> [Exercise]
Where in the records does the word "NumericalDegeneracy" appear? Copy each line that holds it.

> [Available records]
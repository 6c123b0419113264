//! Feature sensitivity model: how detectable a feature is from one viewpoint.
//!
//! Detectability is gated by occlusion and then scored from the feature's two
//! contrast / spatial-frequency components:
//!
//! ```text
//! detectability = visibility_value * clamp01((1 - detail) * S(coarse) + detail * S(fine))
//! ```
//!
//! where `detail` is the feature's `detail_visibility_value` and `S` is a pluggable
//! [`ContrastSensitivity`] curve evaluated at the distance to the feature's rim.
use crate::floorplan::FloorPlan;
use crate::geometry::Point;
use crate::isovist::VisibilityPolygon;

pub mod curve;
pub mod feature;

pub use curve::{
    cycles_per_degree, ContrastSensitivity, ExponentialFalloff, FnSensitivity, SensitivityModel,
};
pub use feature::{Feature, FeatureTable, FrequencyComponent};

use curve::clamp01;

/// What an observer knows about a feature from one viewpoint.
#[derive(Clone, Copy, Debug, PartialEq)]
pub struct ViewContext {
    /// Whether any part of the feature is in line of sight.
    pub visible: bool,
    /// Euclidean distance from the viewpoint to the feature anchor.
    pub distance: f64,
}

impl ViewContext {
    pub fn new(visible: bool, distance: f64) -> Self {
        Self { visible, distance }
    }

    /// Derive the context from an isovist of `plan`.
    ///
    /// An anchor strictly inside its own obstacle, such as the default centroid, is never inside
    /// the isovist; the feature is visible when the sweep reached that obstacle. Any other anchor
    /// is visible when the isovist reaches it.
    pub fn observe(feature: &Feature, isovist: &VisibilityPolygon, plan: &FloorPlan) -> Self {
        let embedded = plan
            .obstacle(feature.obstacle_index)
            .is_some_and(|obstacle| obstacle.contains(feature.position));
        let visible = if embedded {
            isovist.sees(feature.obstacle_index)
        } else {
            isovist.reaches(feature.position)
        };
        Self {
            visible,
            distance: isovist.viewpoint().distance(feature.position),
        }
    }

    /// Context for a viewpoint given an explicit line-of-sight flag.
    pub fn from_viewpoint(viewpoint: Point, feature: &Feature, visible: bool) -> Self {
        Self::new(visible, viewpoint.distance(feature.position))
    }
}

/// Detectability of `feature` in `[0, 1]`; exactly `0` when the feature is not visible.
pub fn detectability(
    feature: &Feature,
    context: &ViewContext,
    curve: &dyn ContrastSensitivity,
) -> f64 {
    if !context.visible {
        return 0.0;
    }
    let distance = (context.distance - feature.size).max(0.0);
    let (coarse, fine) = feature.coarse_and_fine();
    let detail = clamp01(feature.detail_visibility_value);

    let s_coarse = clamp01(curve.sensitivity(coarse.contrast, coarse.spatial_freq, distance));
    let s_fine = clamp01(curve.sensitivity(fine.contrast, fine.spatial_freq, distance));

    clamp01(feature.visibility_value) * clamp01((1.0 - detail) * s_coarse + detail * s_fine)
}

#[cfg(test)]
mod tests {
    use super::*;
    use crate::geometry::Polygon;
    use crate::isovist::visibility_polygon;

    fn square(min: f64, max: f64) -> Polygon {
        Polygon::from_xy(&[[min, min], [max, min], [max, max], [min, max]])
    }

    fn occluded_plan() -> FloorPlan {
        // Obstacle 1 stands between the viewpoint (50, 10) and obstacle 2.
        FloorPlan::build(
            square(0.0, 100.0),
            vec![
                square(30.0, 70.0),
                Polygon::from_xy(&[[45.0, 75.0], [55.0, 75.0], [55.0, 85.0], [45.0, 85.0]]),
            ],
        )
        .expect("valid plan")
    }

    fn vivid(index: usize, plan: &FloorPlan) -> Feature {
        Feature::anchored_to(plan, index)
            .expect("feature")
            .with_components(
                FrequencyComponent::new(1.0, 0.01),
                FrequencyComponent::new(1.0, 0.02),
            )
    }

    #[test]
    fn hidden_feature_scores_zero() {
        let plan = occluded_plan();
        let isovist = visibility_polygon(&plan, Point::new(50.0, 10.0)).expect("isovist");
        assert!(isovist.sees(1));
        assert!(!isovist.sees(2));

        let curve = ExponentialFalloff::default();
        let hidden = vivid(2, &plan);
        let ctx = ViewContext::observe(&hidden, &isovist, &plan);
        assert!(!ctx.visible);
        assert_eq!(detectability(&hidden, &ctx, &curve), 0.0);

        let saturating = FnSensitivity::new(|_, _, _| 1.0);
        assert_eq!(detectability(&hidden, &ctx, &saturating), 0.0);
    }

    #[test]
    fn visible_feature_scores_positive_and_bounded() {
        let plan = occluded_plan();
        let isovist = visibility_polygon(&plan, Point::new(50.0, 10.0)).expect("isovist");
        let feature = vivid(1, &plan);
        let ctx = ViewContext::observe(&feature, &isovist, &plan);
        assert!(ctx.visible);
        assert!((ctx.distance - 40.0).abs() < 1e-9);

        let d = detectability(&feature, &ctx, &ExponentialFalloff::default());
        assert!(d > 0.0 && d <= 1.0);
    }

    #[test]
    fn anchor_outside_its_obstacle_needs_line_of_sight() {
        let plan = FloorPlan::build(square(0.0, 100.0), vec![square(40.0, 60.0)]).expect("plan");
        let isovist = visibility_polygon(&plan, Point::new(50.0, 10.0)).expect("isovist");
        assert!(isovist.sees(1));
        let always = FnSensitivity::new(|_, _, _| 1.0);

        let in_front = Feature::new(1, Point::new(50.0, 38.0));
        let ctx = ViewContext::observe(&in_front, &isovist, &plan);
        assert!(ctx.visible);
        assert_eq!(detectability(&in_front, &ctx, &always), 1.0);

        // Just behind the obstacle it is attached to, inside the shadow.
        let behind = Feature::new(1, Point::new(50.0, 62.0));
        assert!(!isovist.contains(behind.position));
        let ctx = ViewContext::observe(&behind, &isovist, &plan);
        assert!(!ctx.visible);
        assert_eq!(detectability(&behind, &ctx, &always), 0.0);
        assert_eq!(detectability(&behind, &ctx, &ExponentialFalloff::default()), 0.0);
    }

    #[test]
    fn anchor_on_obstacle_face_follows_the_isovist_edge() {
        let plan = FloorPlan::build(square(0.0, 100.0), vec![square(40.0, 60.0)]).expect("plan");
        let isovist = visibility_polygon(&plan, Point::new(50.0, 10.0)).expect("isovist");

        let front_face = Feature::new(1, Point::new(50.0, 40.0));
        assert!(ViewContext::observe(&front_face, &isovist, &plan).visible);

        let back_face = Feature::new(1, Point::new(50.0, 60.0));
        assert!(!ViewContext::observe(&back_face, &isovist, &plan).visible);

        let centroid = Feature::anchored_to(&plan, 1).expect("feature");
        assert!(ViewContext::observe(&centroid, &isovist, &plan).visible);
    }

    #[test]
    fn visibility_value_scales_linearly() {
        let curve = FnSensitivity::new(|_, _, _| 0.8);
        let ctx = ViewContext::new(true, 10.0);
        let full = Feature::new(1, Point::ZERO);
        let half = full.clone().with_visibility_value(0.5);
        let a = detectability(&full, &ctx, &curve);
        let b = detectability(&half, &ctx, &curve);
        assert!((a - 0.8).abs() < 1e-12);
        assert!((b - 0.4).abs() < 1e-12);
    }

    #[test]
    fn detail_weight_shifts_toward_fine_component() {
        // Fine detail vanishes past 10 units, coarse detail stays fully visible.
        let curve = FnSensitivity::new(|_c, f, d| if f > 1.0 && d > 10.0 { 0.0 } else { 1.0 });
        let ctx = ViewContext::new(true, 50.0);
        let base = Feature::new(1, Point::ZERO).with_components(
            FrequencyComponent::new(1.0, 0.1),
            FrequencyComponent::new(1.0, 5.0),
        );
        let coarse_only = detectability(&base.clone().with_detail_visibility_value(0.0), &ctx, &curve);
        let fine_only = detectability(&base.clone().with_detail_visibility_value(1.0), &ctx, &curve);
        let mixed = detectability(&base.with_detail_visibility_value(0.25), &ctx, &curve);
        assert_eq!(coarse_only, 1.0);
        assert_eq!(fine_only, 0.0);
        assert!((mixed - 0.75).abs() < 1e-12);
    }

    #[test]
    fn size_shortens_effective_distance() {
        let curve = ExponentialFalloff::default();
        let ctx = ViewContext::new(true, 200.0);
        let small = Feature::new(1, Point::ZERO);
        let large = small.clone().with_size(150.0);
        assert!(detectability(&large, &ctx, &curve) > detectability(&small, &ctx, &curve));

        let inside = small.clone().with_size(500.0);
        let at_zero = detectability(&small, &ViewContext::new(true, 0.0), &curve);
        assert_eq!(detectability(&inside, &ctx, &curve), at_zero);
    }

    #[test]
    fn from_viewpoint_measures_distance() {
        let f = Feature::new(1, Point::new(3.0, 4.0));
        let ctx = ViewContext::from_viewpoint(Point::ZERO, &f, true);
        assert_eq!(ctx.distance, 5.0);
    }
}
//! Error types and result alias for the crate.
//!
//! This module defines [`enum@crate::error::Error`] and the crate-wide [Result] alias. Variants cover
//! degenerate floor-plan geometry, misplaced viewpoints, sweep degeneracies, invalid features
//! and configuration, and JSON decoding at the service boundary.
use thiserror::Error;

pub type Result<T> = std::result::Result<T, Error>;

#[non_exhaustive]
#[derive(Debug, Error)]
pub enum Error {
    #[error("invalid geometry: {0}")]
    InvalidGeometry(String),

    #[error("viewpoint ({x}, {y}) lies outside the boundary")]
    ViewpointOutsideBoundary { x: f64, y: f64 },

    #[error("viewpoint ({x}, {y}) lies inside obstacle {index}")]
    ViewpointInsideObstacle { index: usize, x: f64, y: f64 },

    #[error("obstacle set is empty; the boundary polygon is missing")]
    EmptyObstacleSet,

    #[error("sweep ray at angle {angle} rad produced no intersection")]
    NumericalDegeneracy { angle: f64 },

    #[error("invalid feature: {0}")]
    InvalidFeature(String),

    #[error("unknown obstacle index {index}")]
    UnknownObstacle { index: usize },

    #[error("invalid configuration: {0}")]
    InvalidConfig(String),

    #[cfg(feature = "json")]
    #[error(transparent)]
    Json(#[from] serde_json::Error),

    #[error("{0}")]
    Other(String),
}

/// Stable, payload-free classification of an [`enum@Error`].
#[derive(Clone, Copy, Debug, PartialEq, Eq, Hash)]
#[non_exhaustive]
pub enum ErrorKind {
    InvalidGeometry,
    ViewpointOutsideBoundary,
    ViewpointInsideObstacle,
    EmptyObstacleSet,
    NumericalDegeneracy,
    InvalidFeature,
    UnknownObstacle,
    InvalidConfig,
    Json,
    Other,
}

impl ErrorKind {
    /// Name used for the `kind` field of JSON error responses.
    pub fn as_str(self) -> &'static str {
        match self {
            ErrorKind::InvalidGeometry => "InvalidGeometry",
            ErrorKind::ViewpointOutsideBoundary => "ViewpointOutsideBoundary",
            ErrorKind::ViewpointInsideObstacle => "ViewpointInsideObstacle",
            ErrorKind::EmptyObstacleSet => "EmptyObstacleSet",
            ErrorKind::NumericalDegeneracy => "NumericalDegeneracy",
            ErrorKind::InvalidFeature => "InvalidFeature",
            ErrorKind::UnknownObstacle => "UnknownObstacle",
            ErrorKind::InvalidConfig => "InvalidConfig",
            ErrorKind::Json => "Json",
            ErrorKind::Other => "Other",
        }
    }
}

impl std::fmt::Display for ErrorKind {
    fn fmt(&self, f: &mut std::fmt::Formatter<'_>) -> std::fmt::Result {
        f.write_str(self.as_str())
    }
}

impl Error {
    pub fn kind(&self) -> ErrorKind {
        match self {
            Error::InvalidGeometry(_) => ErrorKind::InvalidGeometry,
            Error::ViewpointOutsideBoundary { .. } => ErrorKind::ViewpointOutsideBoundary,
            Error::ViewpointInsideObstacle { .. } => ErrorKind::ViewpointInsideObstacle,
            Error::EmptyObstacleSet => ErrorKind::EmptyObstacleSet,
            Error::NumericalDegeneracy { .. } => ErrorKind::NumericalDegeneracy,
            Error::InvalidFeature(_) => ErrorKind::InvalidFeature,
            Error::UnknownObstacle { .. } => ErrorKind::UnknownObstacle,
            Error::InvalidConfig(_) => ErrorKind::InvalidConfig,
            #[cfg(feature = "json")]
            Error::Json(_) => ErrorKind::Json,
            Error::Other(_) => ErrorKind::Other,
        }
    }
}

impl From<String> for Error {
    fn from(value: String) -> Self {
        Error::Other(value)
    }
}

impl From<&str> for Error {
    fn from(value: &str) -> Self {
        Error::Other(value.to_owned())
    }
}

--

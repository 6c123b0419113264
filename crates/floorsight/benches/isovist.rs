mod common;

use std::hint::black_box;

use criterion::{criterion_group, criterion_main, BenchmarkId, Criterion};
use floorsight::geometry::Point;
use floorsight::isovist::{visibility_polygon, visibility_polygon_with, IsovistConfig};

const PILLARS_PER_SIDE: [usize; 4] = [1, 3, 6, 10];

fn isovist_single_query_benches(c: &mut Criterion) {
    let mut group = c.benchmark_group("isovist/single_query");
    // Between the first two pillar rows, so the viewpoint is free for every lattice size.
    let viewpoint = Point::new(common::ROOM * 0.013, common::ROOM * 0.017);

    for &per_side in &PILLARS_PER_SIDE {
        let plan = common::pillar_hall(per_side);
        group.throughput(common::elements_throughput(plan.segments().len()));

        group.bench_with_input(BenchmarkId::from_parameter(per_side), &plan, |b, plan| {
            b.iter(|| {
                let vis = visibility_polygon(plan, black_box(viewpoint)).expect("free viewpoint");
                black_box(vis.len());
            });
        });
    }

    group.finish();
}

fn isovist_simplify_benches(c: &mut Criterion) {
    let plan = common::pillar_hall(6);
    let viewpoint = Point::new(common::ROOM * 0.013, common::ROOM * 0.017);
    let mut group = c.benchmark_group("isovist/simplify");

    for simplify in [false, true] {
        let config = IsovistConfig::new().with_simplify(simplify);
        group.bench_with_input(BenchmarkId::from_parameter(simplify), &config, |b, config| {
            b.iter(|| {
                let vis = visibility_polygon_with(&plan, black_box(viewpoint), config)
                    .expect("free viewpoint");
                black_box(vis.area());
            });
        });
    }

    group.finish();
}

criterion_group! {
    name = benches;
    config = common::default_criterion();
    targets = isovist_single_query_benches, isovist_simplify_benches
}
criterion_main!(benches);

> [Final answer]
    NumericalDegeneracy { angle: f64 },
    NumericalDegeneracy,
            ErrorKind::NumericalDegeneracy => "NumericalDegeneracy",
            Error::NumericalDegeneracy { .. } => ErrorKind::NumericalDegeneracy,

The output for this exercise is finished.